Rousseau juge que Hobbes a commis une erreur d'analyse sur l'état de nature, et donc sur le fondement de l'État. En effet, Hobbes définit l'état de nature comme une guerre de tous contre tous, qu'il a observée en particulier dans la guerre civile, et partout où l'effet des lois disparaît. C'est bien dans cette situation que le besoin d'État se fait le plus sentir.
Or, cette violence de tous contre tous n'est justement qu'une forme dégradée de l'état civil, d'une société régie par des lois, et non un état de nature. Hobbes en a déduit de façon erronée que l'État doit se fonder sur la peur, et viser avant tout par ses lois la protection des biens et des personnes. Il décrit l'être humain dans son état de nature doté des mêmes passions que dans l'état civil.

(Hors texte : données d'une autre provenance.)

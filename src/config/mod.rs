//! Configuration management for taskgrid
//!
//! Configuration is loaded from environment variables or a TOML file and
//! validated before any component starts. Every section has defaults, so a
//! file only needs the keys it overrides.

use anyhow::{Context, Result};
use serde::{Deserialize, Serialize};
use std::path::Path;
use std::time::Duration;

use crate::queue::QueueNames;

/// Main configuration structure
#[derive(Debug, Clone, Default, Serialize, Deserialize)]
#[serde(default)]
pub struct Config {
    /// Queue store
    pub redis: RedisConfig,

    /// Coordination store
    pub coordination: CoordinationConfig,

    /// Queue and key names
    pub queues: QueueNames,

    /// Scheduler process
    pub scheduler: SchedulerConfig,

    /// Worker process
    pub worker: WorkerConfig,

    /// Prediction service
    pub prediction: PredictionConfig,

    /// Relational storage
    pub database: DatabaseConfig,

    /// Logging
    pub logging: LoggingConfig,
}

/// Queue store configuration
#[derive(Debug, Clone, Serialize, Deserialize)]
#[serde(default)]
pub struct RedisConfig {
    /// Redis URL
    pub url: String,

    /// Connection pool size; blocking pops hold a connection each
    pub pool_size: usize,
}

impl Default for RedisConfig {
    fn default() -> Self {
        Self {
            url: String::from("redis://localhost:6379"),
            pool_size: 16,
        }
    }
}

/// Coordination store configuration
#[derive(Debug, Clone, Serialize, Deserialize)]
#[serde(default)]
pub struct CoordinationConfig {
    /// Redis URL of the coordination store
    pub url: String,

    /// Connection pool size
    pub pool_size: usize,

    /// Prefix prepended to every coordination key
    pub namespace: String,

    /// How often prefix watches rescan, in milliseconds
    pub watch_poll_ms: u64,

    /// Discovery prefix of workers
    pub workers_prefix: String,

    /// Discovery prefix of schedulers
    pub schedulers_prefix: String,
}

impl Default for CoordinationConfig {
    fn default() -> Self {
        Self {
            url: String::from("redis://localhost:6379"),
            pool_size: 8,
            namespace: String::from("taskgrid:"),
            watch_poll_ms: 500,
            workers_prefix: String::from("/workers/"),
            schedulers_prefix: String::from("/schedulers/"),
        }
    }
}

/// Scheduler configuration
#[derive(Debug, Clone, Serialize, Deserialize)]
#[serde(default)]
pub struct SchedulerConfig {
    /// Exclusive key contended by candidates
    pub election_key: String,

    /// Lease TTL of sessions and the status document
    pub lease_ttl_secs: u64,

    /// Backoff after a failed campaign attempt
    pub campaign_retry_secs: u64,

    /// How often a candidate re-checks the election key
    pub campaign_poll_ms: u64,

    /// Full pool reconciliation interval
    pub pool_refresh_secs: u64,

    /// Recovery sweep interval
    pub sweep_interval_secs: u64,

    /// Marker entries older than this are requeued
    pub stale_threshold_secs: u64,

    /// Consecutive push failures before a worker is evicted
    pub max_worker_failures: u32,

    /// Upper bound of one blocking pop, so leadership and shutdown are re-checked
    pub pop_block_ms: u64,

    /// Pause after a task was requeued for lack of a worker
    pub idle_backoff_ms: u64,

    /// Delayed-task promotion interval
    pub delayed_poll_ms: u64,

    /// Maximum delayed tasks promoted per tick
    pub delayed_batch: usize,
}

impl Default for SchedulerConfig {
    fn default() -> Self {
        Self {
            election_key: String::from("/scheduler/leader"),
            lease_ttl_secs: 10,
            campaign_retry_secs: 3,
            campaign_poll_ms: 500,
            pool_refresh_secs: 10,
            sweep_interval_secs: 30,
            stale_threshold_secs: 30,
            max_worker_failures: 3,
            pop_block_ms: 1000,
            idle_backoff_ms: 500,
            delayed_poll_ms: 1000,
            delayed_batch: 10,
        }
    }
}

impl SchedulerConfig {
    pub fn lease_ttl(&self) -> Duration {
        Duration::from_secs(self.lease_ttl_secs)
    }

    pub fn campaign_retry(&self) -> Duration {
        Duration::from_secs(self.campaign_retry_secs)
    }

    pub fn campaign_poll(&self) -> Duration {
        Duration::from_millis(self.campaign_poll_ms)
    }

    pub fn pool_refresh(&self) -> Duration {
        Duration::from_secs(self.pool_refresh_secs)
    }

    pub fn sweep_interval(&self) -> Duration {
        Duration::from_secs(self.sweep_interval_secs)
    }

    pub fn stale_threshold(&self) -> Duration {
        Duration::from_secs(self.stale_threshold_secs)
    }

    pub fn pop_block(&self) -> Duration {
        Duration::from_millis(self.pop_block_ms)
    }

    pub fn idle_backoff(&self) -> Duration {
        Duration::from_millis(self.idle_backoff_ms)
    }

    pub fn delayed_poll(&self) -> Duration {
        Duration::from_millis(self.delayed_poll_ms)
    }
}

/// Worker configuration
#[derive(Debug, Clone, Serialize, Deserialize)]
#[serde(default)]
pub struct WorkerConfig {
    /// Worker identifier; generated from the hostname when absent
    pub id: Option<String>,

    /// Lease TTL of the discovery entry
    pub lease_ttl_secs: u64,

    /// Heartbeat republish interval
    pub heartbeat_secs: u64,

    /// Lifetime of a claim key after a successful execution
    pub claim_ttl_secs: u64,

    /// Consecutive execution failures before the worker reports `failed`
    pub failure_threshold: u32,

    /// Upper bound of one blocking pop
    pub pop_block_ms: u64,

    /// Duration of the simulated task body
    pub simulated_work_ms: u64,
}

impl Default for WorkerConfig {
    fn default() -> Self {
        Self {
            id: None,
            lease_ttl_secs: 10,
            heartbeat_secs: 10,
            claim_ttl_secs: 24 * 60 * 60,
            failure_threshold: 3,
            pop_block_ms: 1000,
            simulated_work_ms: 200,
        }
    }
}

impl WorkerConfig {
    pub fn lease_ttl(&self) -> Duration {
        Duration::from_secs(self.lease_ttl_secs)
    }

    pub fn heartbeat(&self) -> Duration {
        Duration::from_secs(self.heartbeat_secs)
    }

    pub fn claim_ttl(&self) -> Duration {
        Duration::from_secs(self.claim_ttl_secs)
    }

    pub fn pop_block(&self) -> Duration {
        Duration::from_millis(self.pop_block_ms)
    }

    pub fn simulated_work(&self) -> Duration {
        Duration::from_millis(self.simulated_work_ms)
    }
}

/// Prediction service configuration
#[derive(Debug, Clone, Serialize, Deserialize)]
#[serde(default)]
pub struct PredictionConfig {
    /// Endpoint URL; no prediction service is used when absent
    pub url: Option<String>,

    /// Request timeout in milliseconds
    pub timeout_ms: u64,
}

impl Default for PredictionConfig {
    fn default() -> Self {
        Self {
            url: None,
            timeout_ms: 2000,
        }
    }
}

impl PredictionConfig {
    pub fn timeout(&self) -> Duration {
        Duration::from_millis(self.timeout_ms)
    }
}

/// Relational storage configuration
#[derive(Debug, Clone, Serialize, Deserialize)]
#[serde(default)]
pub struct DatabaseConfig {
    /// PostgreSQL connection string; status writes are dropped when absent
    pub postgres_url: Option<String>,

    /// Maximum pool size
    pub pool_size: usize,

    /// Per-write timeout in milliseconds
    pub write_timeout_ms: u64,
}

impl Default for DatabaseConfig {
    fn default() -> Self {
        Self {
            postgres_url: None,
            pool_size: 4,
            write_timeout_ms: 5000,
        }
    }
}

impl DatabaseConfig {
    pub fn write_timeout(&self) -> Duration {
        Duration::from_millis(self.write_timeout_ms)
    }
}

/// Logging configuration
#[derive(Debug, Clone, Serialize, Deserialize)]
#[serde(default)]
pub struct LoggingConfig {
    /// Log level (trace, debug, info, warn, error)
    pub level: String,

    /// Log format (text, json)
    pub format: String,
}

impl Default for LoggingConfig {
    fn default() -> Self {
        Self {
            level: String::from("info"),
            format: String::from("text"),
        }
    }
}

fn env_parse<T: std::str::FromStr>(name: &str) -> Option<T> {
    std::env::var(name).ok().and_then(|v| v.parse::<T>().ok())
}

impl Config {
    /// Load configuration from environment variables
    ///
    /// Unset or unparsable variables keep their defaults.
    pub fn from_env() -> Result<Self> {
        let mut config = Self::default();

        if let Ok(url) = std::env::var("REDIS_URL") {
            config.redis.url = url.clone();
            config.coordination.url = url;
        }
        if let Ok(url) = std::env::var("TASKGRID_COORDINATION_URL") {
            config.coordination.url = url;
        }
        if let Some(size) = env_parse("TASKGRID_REDIS_POOL_SIZE") {
            config.redis.pool_size = size;
        }
        if let Ok(namespace) = std::env::var("TASKGRID_NAMESPACE") {
            config.coordination.namespace = namespace;
        }

        if let Some(ttl) = env_parse("TASKGRID_LEASE_TTL_SECS") {
            config.scheduler.lease_ttl_secs = ttl;
            config.worker.lease_ttl_secs = ttl;
        }
        if let Some(secs) = env_parse("TASKGRID_SWEEP_INTERVAL_SECS") {
            config.scheduler.sweep_interval_secs = secs;
        }
        if let Some(secs) = env_parse("TASKGRID_STALE_THRESHOLD_SECS") {
            config.scheduler.stale_threshold_secs = secs;
        }
        if let Some(secs) = env_parse("TASKGRID_POOL_REFRESH_SECS") {
            config.scheduler.pool_refresh_secs = secs;
        }

        config.worker.id = std::env::var("TASKGRID_WORKER_ID").ok();
        if let Some(secs) = env_parse("TASKGRID_HEARTBEAT_SECS") {
            config.worker.heartbeat_secs = secs;
        }
        if let Some(ms) = env_parse("TASKGRID_SIMULATED_WORK_MS") {
            config.worker.simulated_work_ms = ms;
        }

        config.prediction.url = std::env::var("TASKGRID_PREDICTION_URL").ok();
        if let Some(ms) = env_parse("TASKGRID_PREDICTION_TIMEOUT_MS") {
            config.prediction.timeout_ms = ms;
        }

        config.database.postgres_url = std::env::var("DATABASE_URL").ok();

        if let Ok(level) = std::env::var("TASKGRID_LOG_LEVEL") {
            config.logging.level = level;
        }
        if let Ok(format) = std::env::var("TASKGRID_LOG_FORMAT") {
            config.logging.format = format;
        }

        Ok(config)
    }

    /// Load configuration from a file
    pub fn from_file(path: &Path) -> Result<Self> {
        let content = std::fs::read_to_string(path)
            .with_context(|| format!("Failed to read config file: {}", path.display()))?;

        let config: Self = toml::from_str(&content)
            .with_context(|| format!("Failed to parse TOML config file: {}", path.display()))?;

        Ok(config)
    }

    /// Validate configuration values
    pub fn validate(&self) -> Result<()> {
        if self.redis.pool_size < 2 {
            anyhow::bail!("redis.pool_size must be at least 2");
        }

        if self.scheduler.lease_ttl_secs == 0 || self.worker.lease_ttl_secs == 0 {
            anyhow::bail!("lease_ttl_secs must be greater than 0");
        }

        if self.worker.heartbeat_secs == 0 {
            anyhow::bail!("worker.heartbeat_secs must be greater than 0");
        }

        if self.scheduler.max_worker_failures == 0 || self.worker.failure_threshold == 0 {
            anyhow::bail!("failure thresholds must be greater than 0");
        }

        if self.scheduler.sweep_interval_secs == 0 || self.scheduler.pool_refresh_secs == 0 {
            anyhow::bail!("scheduler intervals must be greater than 0");
        }

        if self.scheduler.pop_block_ms == 0 || self.worker.pop_block_ms == 0 {
            anyhow::bail!("pop_block_ms must be greater than 0");
        }

        if self.scheduler.delayed_batch == 0 {
            anyhow::bail!("scheduler.delayed_batch must be greater than 0");
        }

        if self.queues.main.is_empty() || self.queues.processing.is_empty() {
            anyhow::bail!("queue names must not be empty");
        }

        if self.queues.main == self.queues.processing {
            anyhow::bail!("main and processing queues must differ");
        }

        if !matches!(self.logging.format.as_str(), "text" | "json") {
            anyhow::bail!("logging.format must be 'text' or 'json'");
        }

        Ok(())
    }
}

Rousseau objecte que dans un premier ou vrai état de nature les êtres humains seraient isolés, dans un état d'animalité stupide, faute d'avoir pu développer leur humanité en société. L'être humain serait par nature perfectible, capable de progresser hors de l'état de nature. Certes, concède Rousseau, il se peut qu'un tel état de nature n'ait jamais existé, et ne soit pas une origine.
Extrait :
Hobbes prétend que l’homme est naturellement intrépide, et ne cherche qu’à attaquer et combattre. Un philosophe illustre pense, au contraire, et Cumberland* et Puffendorf** l’assurent aussi, que rien n’est si timide que l’homme dans l’état de nature, et qu’il est toujours tremblant et prêt à fuir au moindre bruit qui le frappe, au moindre mouvement qu’il aperçoit. Cela peut être ainsi pour les objets qu’il ne connaît pas ; et je ne doute point qu’il ne soit effrayé par tous les nouveaux spectacles qui s’offrent à lui toutes les fois qu’il ne peut distinguer le bien et le mal physiques qu’il en doit attendre, ni comparer ses forces avec les dangers qu’il a à courir ; circonstances rares dans l’état de nature, où toutes choses marchent d’une manière si uniforme, et où la face de la terre n’est point sujette à ces changements brusques et continuels qu’y causent les passions et l’inconstance des peuples réunis. Mais l’homme sauvage, vivant dispersé parmi les animaux, et se trouvant de bonne heure dans le cas de se mesurer avec eux, il en fait bientôt la comparaison ; et, sentant qu’il les surpasse plus en adresse qu’ils ne le surpassent en force, il apprend à ne les plus craindre. Mettez un ours ou un loup aux prises avec un sauvage robuste, agile, courageux, comme ils sont tous, armé de pierres et d’un bon bâton, et vous verrez que le péril sera tout au moins réciproque, et qu’après plusieurs expériences pareilles, les bêtes féroces, qui n’aiment point à s’attaquer l’une à l’autre, s’attaqueront peu volontiers à l’homme, qu’elles auront trouvé tout aussi féroce qu’elles. À l’égard des animaux qui ont réellement plus de force qu’il n’a d’adresse, il est vis-à-vis d’eux dans le cas des autres espèces plus faibles, qui ne laissent pas de subsister ; avec cet avantage pour l’homme que, non moins dispos qu’eux à la course, et trouvant sur les arbres un refuge presque assuré, il a partout le prendre et le laisser dans la rencontre, et le choix de la fuite ou du combat. Ajoutons qu’il ne paraît pas qu’aucun animal fasse naturellement la guerre à l’homme hors le cas de sa propre défense ou d’une extrême faim, ni témoigne contre lui de ces violentes antipathies qui semblent annoncer qu’une espèce est destinée par la nature à servir de pâture à l’autre.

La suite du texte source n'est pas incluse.